Exosomal ANXA2 derived from ovarian cancer cells regulates epithelial-mesenchymal plasticity of human peritoneal mesothelial cells.

Abstract

Ovarian cancer, one of the malignant gynaecological tumours with the highest mortality rate among female reproductive system, is prone to metastasis, recurrence and chemotherapy resistance, causing a poor prognosis. Exosomes can regulate the epithelial‐mesenchymal plasticity of tumour cells, remodel surrounding tumour microenvironment, and affect tumour cell proliferation, invasion and metastasis. However, the function and mechanism of exosomes in the intraperitoneal implantation of ovarian cancer remain unclear.

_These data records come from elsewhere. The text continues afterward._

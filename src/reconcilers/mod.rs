//! Remediation logic applied to matched pods

pub mod deployment;
//! Resolution of the deployment that owns a pod
//!
//! Pods are not traced through their owner references. Ownership is guessed
//! from the pod name alone, which keeps the sweep to the four read calls it
//! is allowed. The policy sits behind [`OwnerResolver`] so a resolver that
//! follows real controller metadata can replace it without touching the
//! rest of the pipeline.

/// Candidate deployment for a pod
#[derive(Clone, Debug, PartialEq, Eq)]
pub struct OwnerCandidate {
    /// Value looked up under the selector label for the existence check
    pub selector_value: String,
    /// Name of the deployment fetched and updated
    pub deployment_name: String,
}

impl OwnerCandidate {
    /// `key=value` label selector for the existence check
    pub fn selector(&self, label: &str) -> String {
        format!("{}={}", label, self.selector_value)
    }
}

/// Maps a pod name to the deployment believed to own it
pub trait OwnerResolver: Send + Sync {
    /// Derive the owner candidate from a pod name
    fn resolve(&self, pod_name: &str) -> OwnerCandidate;
}

/// Takes the segment before the first `-` as both the `app` label value and
/// the deployment name.
///
/// The two lookups are independent: a deployment can carry the label under a
/// different name, in which case the existence check passes and the fetch by
/// name still fails.
#[derive(Clone, Copy, Debug, Default)]
pub struct FirstSegmentResolver;

impl OwnerResolver for FirstSegmentResolver {
    fn resolve(&self, pod_name: &str) -> OwnerCandidate {
        let token = candidate_token(pod_name);
        OwnerCandidate {
            selector_value: token.to_string(),
            deployment_name: token.to_string(),
        }
    }
}

/// First `-`-separated segment of a pod name
pub fn candidate_token(pod_name: &str) -> &str {
    pod_name.split('-').next().unwrap_or(pod_name)
}
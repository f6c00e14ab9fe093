//! Pod scanning and signature matching

use k8s_openapi::api::core::v1::Pod;
use kube::ResourceExt;
use tracing::{debug, info};

use crate::cluster::Cluster;
use crate::{Error, Result};

/// Selects pods whose name contains a signature
#[derive(Clone, Debug)]
pub struct PodMatcher {
    signature: String,
}

impl PodMatcher {
    pub fn new(signature: impl Into<String>) -> Self {
        Self {
            signature: signature.into(),
        }
    }

    pub fn signature(&self) -> &str {
        &self.signature
    }

    /// Case-sensitive substring match on the pod name
    pub fn matches(&self, pod_name: &str) -> bool {
        pod_name.contains(self.signature.as_str())
    }

    /// Names of the pods selected for remediation, in listing order
    pub fn select(&self, pods: &[Pod]) -> Vec<String> {
        pods.iter()
            .map(|pod| pod.name_any())
            .filter(|name| self.matches(name))
            .collect()
    }
}

/// List the pods of a namespace
pub async fn list_pods(cluster: &dyn Cluster, namespace: &str) -> Result<Vec<Pod>> {
    info!(namespace, "Listing pods");

    let pods = cluster.list_pods(namespace).await.map_err(|e| {
        Error::ClusterQuery(format!(
            "Failed to list pods in namespace {}: {}",
            namespace, e
        ))
    })?;

    debug!(namespace, count = pods.len(), "Listed pods");
    Ok(pods)
}

/// List the pods of a namespace and keep the names matching the signature
pub async fn scan_namespace(
    cluster: &dyn Cluster,
    namespace: &str,
    matcher: &PodMatcher,
) -> Result<Vec<String>> {
    let pods = list_pods(cluster, namespace).await?;
    let matched = matcher.select(&pods);

    for pod in &matched {
        info!(
            namespace,
            pod = %pod,
            signature = matcher.signature(),
            "Pod matched signature"
        );
    }

    Ok(matched)
}
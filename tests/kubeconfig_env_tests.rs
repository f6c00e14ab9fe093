//! Kubeconfig path taken from the environment
//!
//! Kept in its own test binary since it mutates the process environment.

use clap::Parser;
use database_restart_sweeper::cli::Cli;
use std::path::Path;

#[test]
fn kubeconfig_path_env_selects_kubeconfig() {
    std::env::set_var("KUBECONFIG_PATH", "/tmp/explicit-kubeconfig");

    let config = Cli::try_parse_from(["database-restart-sweeper"])
        .unwrap()
        .into_config()
        .unwrap();

    assert_eq!(
        config.kubeconfig.as_deref(),
        Some(Path::new("/tmp/explicit-kubeconfig"))
    );
}
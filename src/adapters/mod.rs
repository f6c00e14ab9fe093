//! Adapters for ownership resolution and restart trigger building

pub mod owner;
pub mod restart_annotation;
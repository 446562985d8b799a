use crate::registry::{CallKind, CallSession};
use anyhow::Result;
use chrono::{DateTime, Utc};
use serde::{Deserialize, Serialize};
use std::collections::HashMap;
use std::future::Future;
use std::pin::Pin;
use std::sync::Arc;
use tokio::select;
use tokio_util::sync::CancellationToken;
use tracing::{error, info};

pub type CallRecordSender = tokio::sync::mpsc::UnboundedSender<CallRecord>;
pub type CallRecordReceiver = tokio::sync::mpsc::UnboundedReceiver<CallRecord>;

pub type FnSaveCallRecord = Arc<
    Box<dyn Fn(CallRecord) -> Pin<Box<dyn Future<Output = Result<()>> + Send>> + Send + Sync>,
>;

#[derive(Debug, Clone, Copy, PartialEq, Eq, Serialize, Deserialize)]
#[serde(rename_all = "snake_case")]
pub enum CallDirection {
    Internal,
    Inbound,
}

#[derive(Debug, Clone, Copy, PartialEq, Eq, Serialize, Deserialize)]
#[serde(rename_all = "snake_case")]
pub enum HangupReason {
    ByCaller,
    ByCallee,
    BySystem,
    NoAnswer,
    Rejected,
    Failed,
}

/// Terminal record of a finished call, surfaced to the out-of-scope
/// call-history persistence path just before the session is discarded.
#[derive(Debug, Clone, Serialize, Deserialize)]
pub struct CallRecord {
    pub call_id: String,
    pub direction: CallDirection,
    pub caller: String,
    pub callee: String,
    pub start_time: DateTime<Utc>,
    pub answer_time: Option<DateTime<Utc>>,
    pub end_time: DateTime<Utc>,
    pub hangup_reason: HangupReason,
    #[serde(default)]
    pub extras: HashMap<String, serde_json::Value>,
}

impl CallRecord {
    pub fn from_session(session: &CallSession, hangup_reason: HangupReason) -> Self {
        let (direction, caller, callee) = match &session.kind {
            CallKind::Internal {
                from_party,
                to_party,
                ..
            } => (
                CallDirection::Internal,
                from_party.clone(),
                to_party.clone(),
            ),
            CallKind::External {
                from_number,
                to_party,
                ..
            } => (CallDirection::Inbound, from_number.clone(), to_party.clone()),
        };
        Self {
            call_id: session.call_id.clone(),
            direction,
            caller,
            callee,
            start_time: session.created_at,
            answer_time: session.answered_at,
            end_time: Utc::now(),
            hangup_reason,
            extras: HashMap::new(),
        }
    }

    pub fn duration_ms(&self) -> i64 {
        (self.end_time - self.start_time).num_milliseconds()
    }
}

/// Drains terminal call records off the channel and hands each one to the
/// configured saver. The default saver only logs; durable persistence is
/// the embedding layer's job.
pub struct CallRecordManager {
    pub sender: CallRecordSender,
    cancel_token: CancellationToken,
    receiver: CallRecordReceiver,
    saver_fn: FnSaveCallRecord,
}

impl CallRecordManager {
    pub fn new(cancel_token: CancellationToken) -> Self {
        let saver: FnSaveCallRecord =
            Arc::new(Box::new(|record| Box::pin(log_call_record(record))));
        Self::with_saver(cancel_token, saver)
    }

    pub fn with_saver(cancel_token: CancellationToken, saver_fn: FnSaveCallRecord) -> Self {
        let (sender, receiver) = tokio::sync::mpsc::unbounded_channel();
        Self {
            sender,
            cancel_token,
            receiver,
            saver_fn,
        }
    }

    pub fn sender(&self) -> CallRecordSender {
        self.sender.clone()
    }

    pub async fn serve(&mut self) {
        loop {
            select! {
                _ = self.cancel_token.cancelled() => {
                    break;
                }
                record = self.receiver.recv() => {
                    match record {
                        Some(record) => {
                            if let Err(e) = (self.saver_fn)(record).await {
                                error!("failed to save call record: {}", e);
                            }
                        }
                        None => break,
                    }
                }
            }
        }
    }
}

async fn log_call_record(record: CallRecord) -> Result<()> {
    info!(
        call_id = %record.call_id,
        caller = %record.caller,
        callee = %record.callee,
        duration_ms = record.duration_ms(),
        reason = ?record.hangup_reason,
        "call record"
    );
    Ok(())
}
use crate::{CallId, Extension, PartyId};
use chrono::{DateTime, Utc};
use serde::Serialize;
use std::collections::HashMap;
use std::sync::Mutex;
use tracing::{debug, info};

#[derive(Copy, Clone, Debug, Eq, PartialEq, Serialize)]
#[serde(rename_all = "snake_case")]
pub enum CallState {
    Ringing,
    Connecting,
    Connected,
    Ended,
    Failed,
}

impl CallState {
    pub fn is_terminal(&self) -> bool {
        matches!(self, CallState::Ended | CallState::Failed)
    }
}

impl std::fmt::Display for CallState {
    fn fmt(&self, f: &mut std::fmt::Formatter<'_>) -> std::fmt::Result {
        let s = match self {
            CallState::Ringing => "ringing",
            CallState::Connecting => "connecting",
            CallState::Connected => "connected",
            CallState::Ended => "ended",
            CallState::Failed => "failed",
        };
        write!(f, "{}", s)
    }
}

/// Direction-specific attributes of a call session.
#[derive(Clone, Debug, Serialize)]
#[serde(tag = "direction", rename_all = "snake_case")]
pub enum CallKind {
    /// Extension-to-extension call between two connected parties
    Internal {
        from_party: PartyId,
        from_extension: Extension,
        to_party: PartyId,
        to_extension: Extension,
    },
    /// Call entering from the public network via the vendor transport
    External {
        vendor_call_id: String,
        from_number: String,
        to_party: PartyId,
        to_extension: Extension,
    },
}

#[derive(Clone, Debug, Serialize)]
pub struct CallSession {
    pub call_id: CallId,
    pub state: CallState,
    pub created_at: DateTime<Utc>,
    pub answered_at: Option<DateTime<Utc>>,
    pub kind: CallKind,
}

impl CallSession {
    pub fn vendor_call_id(&self) -> Option<&str> {
        match &self.kind {
            CallKind::External { vendor_call_id, .. } => Some(vendor_call_id),
            CallKind::Internal { .. } => None,
        }
    }

    /// True if `party` is either side of an internal call, or the
    /// destination of an externally-originated call.
    pub fn involves_party(&self, party: &str) -> bool {
        match &self.kind {
            CallKind::Internal {
                from_party,
                to_party,
                ..
            } => from_party == party || to_party == party,
            CallKind::External { to_party, .. } => to_party == party,
        }
    }
}

/// Attributes of an inbound externally-originated call at creation time.
pub struct ExternalCallParams {
    pub call_id: CallId,
    pub vendor_call_id: String,
    pub from_number: String,
    pub to_party: PartyId,
    pub to_extension: Extension,
}

#[derive(Debug, Clone, Copy, PartialEq, Eq)]
pub enum CreateCallError {
    DuplicateCallId,
    DuplicateVendorCallId,
}

impl std::fmt::Display for CreateCallError {
    fn fmt(&self, f: &mut std::fmt::Formatter<'_>) -> std::fmt::Result {
        match self {
            CreateCallError::DuplicateCallId => write!(f, "Call id already registered"),
            CreateCallError::DuplicateVendorCallId => {
                write!(f, "Vendor call id already mapped to another call")
            }
        }
    }
}

impl std::error::Error for CreateCallError {}

#[derive(Default)]
struct RegistryState {
    sessions: HashMap<CallId, CallSession>,
    call_by_vendor_id: HashMap<String, CallId>,
}

/// Authoritative in-memory record of every active call. Each operation is
/// an atomic check-and-set under a single mutex, which keeps per-call-id
/// transitions linearizable across concurrent signaling handlers. Sessions
/// are removed, never archived, once a terminal state is reached.
pub struct CallSessionRegistry {
    inner: Mutex<RegistryState>,
}

impl CallSessionRegistry {
    pub fn new() -> Self {
        Self {
            inner: Mutex::new(RegistryState::default()),
        }
    }

    pub fn create_internal_call(
        &self,
        call_id: &str,
        from_party: &str,
        from_extension: &str,
        to_party: &str,
        to_extension: &str,
    ) -> Result<CallSession, CreateCallError> {
        let mut guard = self.inner.lock().unwrap();
        if guard.sessions.contains_key(call_id) {
            return Err(CreateCallError::DuplicateCallId);
        }
        let session = CallSession {
            call_id: call_id.to_string(),
            state: CallState::Ringing,
            created_at: Utc::now(),
            answered_at: None,
            kind: CallKind::Internal {
                from_party: from_party.to_string(),
                from_extension: from_extension.to_string(),
                to_party: to_party.to_string(),
                to_extension: to_extension.to_string(),
            },
        };
        guard.sessions.insert(call_id.to_string(), session.clone());
        info!(
            "internal call {} created: {} ({}) -> {} ({})",
            call_id, from_party, from_extension, to_party, to_extension
        );
        Ok(session)
    }

    pub fn create_external_call(
        &self,
        params: ExternalCallParams,
    ) -> Result<CallSession, CreateCallError> {
        let mut guard = self.inner.lock().unwrap();
        if guard.sessions.contains_key(&params.call_id) {
            return Err(CreateCallError::DuplicateCallId);
        }
        if let Some(existing) = guard.call_by_vendor_id.get(&params.vendor_call_id) {
            if *existing != params.call_id {
                return Err(CreateCallError::DuplicateVendorCallId);
            }
        }
        let session = CallSession {
            call_id: params.call_id.clone(),
            state: CallState::Ringing,
            created_at: Utc::now(),
            answered_at: None,
            kind: CallKind::External {
                vendor_call_id: params.vendor_call_id.clone(),
                from_number: params.from_number,
                to_party: params.to_party,
                to_extension: params.to_extension,
            },
        };
        guard
            .call_by_vendor_id
            .insert(params.vendor_call_id, params.call_id.clone());
        guard.sessions.insert(params.call_id.clone(), session.clone());
        info!("external call {} created", params.call_id);
        Ok(session)
    }

    pub fn get_by_id(&self, call_id: &str) -> Option<CallSession> {
        self.inner.lock().unwrap().sessions.get(call_id).cloned()
    }

    pub fn get_by_vendor_id(&self, vendor_call_id: &str) -> Option<CallSession> {
        let guard = self.inner.lock().unwrap();
        let call_id = guard.call_by_vendor_id.get(vendor_call_id)?;
        guard.sessions.get(call_id).cloned()
    }

    /// Set the state of an active call. Unknown call ids are a logged
    /// no-op: signaling transports redeliver and race, so a late event for
    /// an already-terminated call must never crash the handler. A terminal
    /// state removes the session and its vendor-id index entry atomically.
    pub fn update_state(&self, call_id: &str, new_state: CallState) -> Option<CallSession> {
        let mut guard = self.inner.lock().unwrap();
        let session = match guard.sessions.get_mut(call_id) {
            Some(session) => session,
            None => {
                debug!(
                    "state update to {} for unknown call {}, ignoring",
                    new_state, call_id
                );
                return None;
            }
        };
        session.state = new_state;
        if new_state == CallState::Connected && session.answered_at.is_none() {
            session.answered_at = Some(Utc::now());
        }
        if new_state.is_terminal() {
            let session = guard.sessions.remove(call_id).unwrap();
            if let Some(vendor_call_id) = session.vendor_call_id() {
                guard.call_by_vendor_id.remove(vendor_call_id);
            }
            info!("call {} reached {}, removed", call_id, new_state);
            return Some(session);
        }
        debug!("call {} -> {}", call_id, new_state);
        guard.sessions.get(call_id).cloned()
    }

    /// Remove and return the session. Idempotent: a second call for the
    /// same id returns `None` without error.
    pub fn end(&self, call_id: &str) -> Option<CallSession> {
        let mut guard = self.inner.lock().unwrap();
        let mut session = guard.sessions.remove(call_id)?;
        if let Some(vendor_call_id) = session.vendor_call_id() {
            guard.call_by_vendor_id.remove(vendor_call_id);
        }
        if !session.state.is_terminal() {
            session.state = CallState::Ended;
        }
        info!("call {} ended, removed", call_id);
        Some(session)
    }

    pub fn is_party_in_call(&self, party: &str) -> bool {
        self.inner
            .lock()
            .unwrap()
            .sessions
            .values()
            .any(|session| session.involves_party(party))
    }

    /// Linear scan over active sessions. Active-call cardinality per
    /// process is bounded by line capacity, so this stays cheap.
    pub fn find_active_session_for_party(&self, party: &str) -> Option<CallSession> {
        self.inner
            .lock()
            .unwrap()
            .sessions
            .values()
            .find(|session| session.involves_party(party))
            .cloned()
    }

    pub fn count(&self) -> usize {
        self.inner.lock().unwrap().sessions.len()
    }

    pub fn list_active(&self) -> Vec<CallSession> {
        let mut sessions: Vec<_> = self
            .inner
            .lock()
            .unwrap()
            .sessions
            .values()
            .cloned()
            .collect();
        sessions.sort_by(|a, b| b.created_at.cmp(&a.created_at));
        sessions
    }
}

impl Default for CallSessionRegistry {
    fn default() -> Self {
        Self::new()
    }
}
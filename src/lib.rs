pub mod callrecord;
pub mod directory;
pub mod event;
pub mod orchestrator;
pub mod registry;
pub mod routing;
pub mod store;

/// Stable identity of a party on the internal system (user id).
pub type PartyId = String;
/// Short dialable identifier, 3-5 digits.
pub type Extension = String;
/// Internally generated call identifier.
pub type CallId = String;
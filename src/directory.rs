use crate::{Extension, PartyId};
use std::collections::HashMap;
use std::sync::Mutex;
use tracing::debug;

#[derive(Default)]
struct DirectoryState {
    extension_by_party: HashMap<PartyId, Extension>,
    party_by_extension: HashMap<Extension, PartyId>,
}

/// Bidirectional map between connected parties and their dialable
/// extensions. Entries exist only while a party is connected to the
/// realtime transport; a process restart loses the directory by design.
pub struct ExtensionDirectory {
    inner: Mutex<DirectoryState>,
}

impl ExtensionDirectory {
    pub fn new() -> Self {
        Self {
            inner: Mutex::new(DirectoryState::default()),
        }
    }

    /// Register `extension` for `party`. Any previous extension held by the
    /// party, and any previous holder of the extension, are evicted first so
    /// both indexes stay exact inverses. Empty extension is a no-op.
    pub fn register(&self, party: &str, extension: &str) {
        if extension.is_empty() {
            return;
        }
        let mut guard = self.inner.lock().unwrap();
        if let Some(old_ext) = guard.extension_by_party.remove(party) {
            guard.party_by_extension.remove(&old_ext);
        }
        if let Some(old_party) = guard.party_by_extension.remove(extension) {
            guard.extension_by_party.remove(&old_party);
        }
        guard
            .extension_by_party
            .insert(party.to_string(), extension.to_string());
        guard
            .party_by_extension
            .insert(extension.to_string(), party.to_string());
        debug!("registered extension {} for {}", extension, party);
    }

    /// Remove both directions for `party`. No-op if the party has no
    /// registered extension.
    pub fn unregister(&self, party: &str) {
        let mut guard = self.inner.lock().unwrap();
        if let Some(ext) = guard.extension_by_party.remove(party) {
            guard.party_by_extension.remove(&ext);
            debug!("unregistered extension {} for {}", ext, party);
        }
    }

    pub fn lookup_party_by_extension(&self, extension: &str) -> Option<PartyId> {
        self.inner
            .lock()
            .unwrap()
            .party_by_extension
            .get(extension)
            .cloned()
    }

    pub fn lookup_extension_by_party(&self, party: &str) -> Option<Extension> {
        self.inner
            .lock()
            .unwrap()
            .extension_by_party
            .get(party)
            .cloned()
    }

    pub fn count(&self) -> usize {
        self.inner.lock().unwrap().extension_by_party.len()
    }
}

impl Default for ExtensionDirectory {
    fn default() -> Self {
        Self::new()
    }
}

In this study, exosomal annexin A2 (ANXA2) derived from ovarian cancer cells was co‐cultured with human peritoneal mesothelial (HMrSV5) cells; functional experiments were conducted to explore the effects of exosomal ANXA2 on the biological behaviour of HMrSV5 and the related mechanisms. This study showed that ANXA2 in ovarian cancer cells can be transferred to HMrSV5 cells through exosomes, exosomal ANXA2 can not only promote the migration, invasion and apoptosis of HMrSV5 cells, but also regulates morphological changes and fibrosis of HMrSV5 cells. Furthermore, ANXA2 promotes the mesothelial‐mesenchymal transition (MMT) and degradation of the extracellular matrix of HMrSV5 cells through PI3K/AKT/mTOR pathway, finally affects pre‐metastasis microenvironment of ovarian cancer, which provides a new theoretical basis for the mechanism of intraperitoneal implantation and metastasis of ovarian cancer.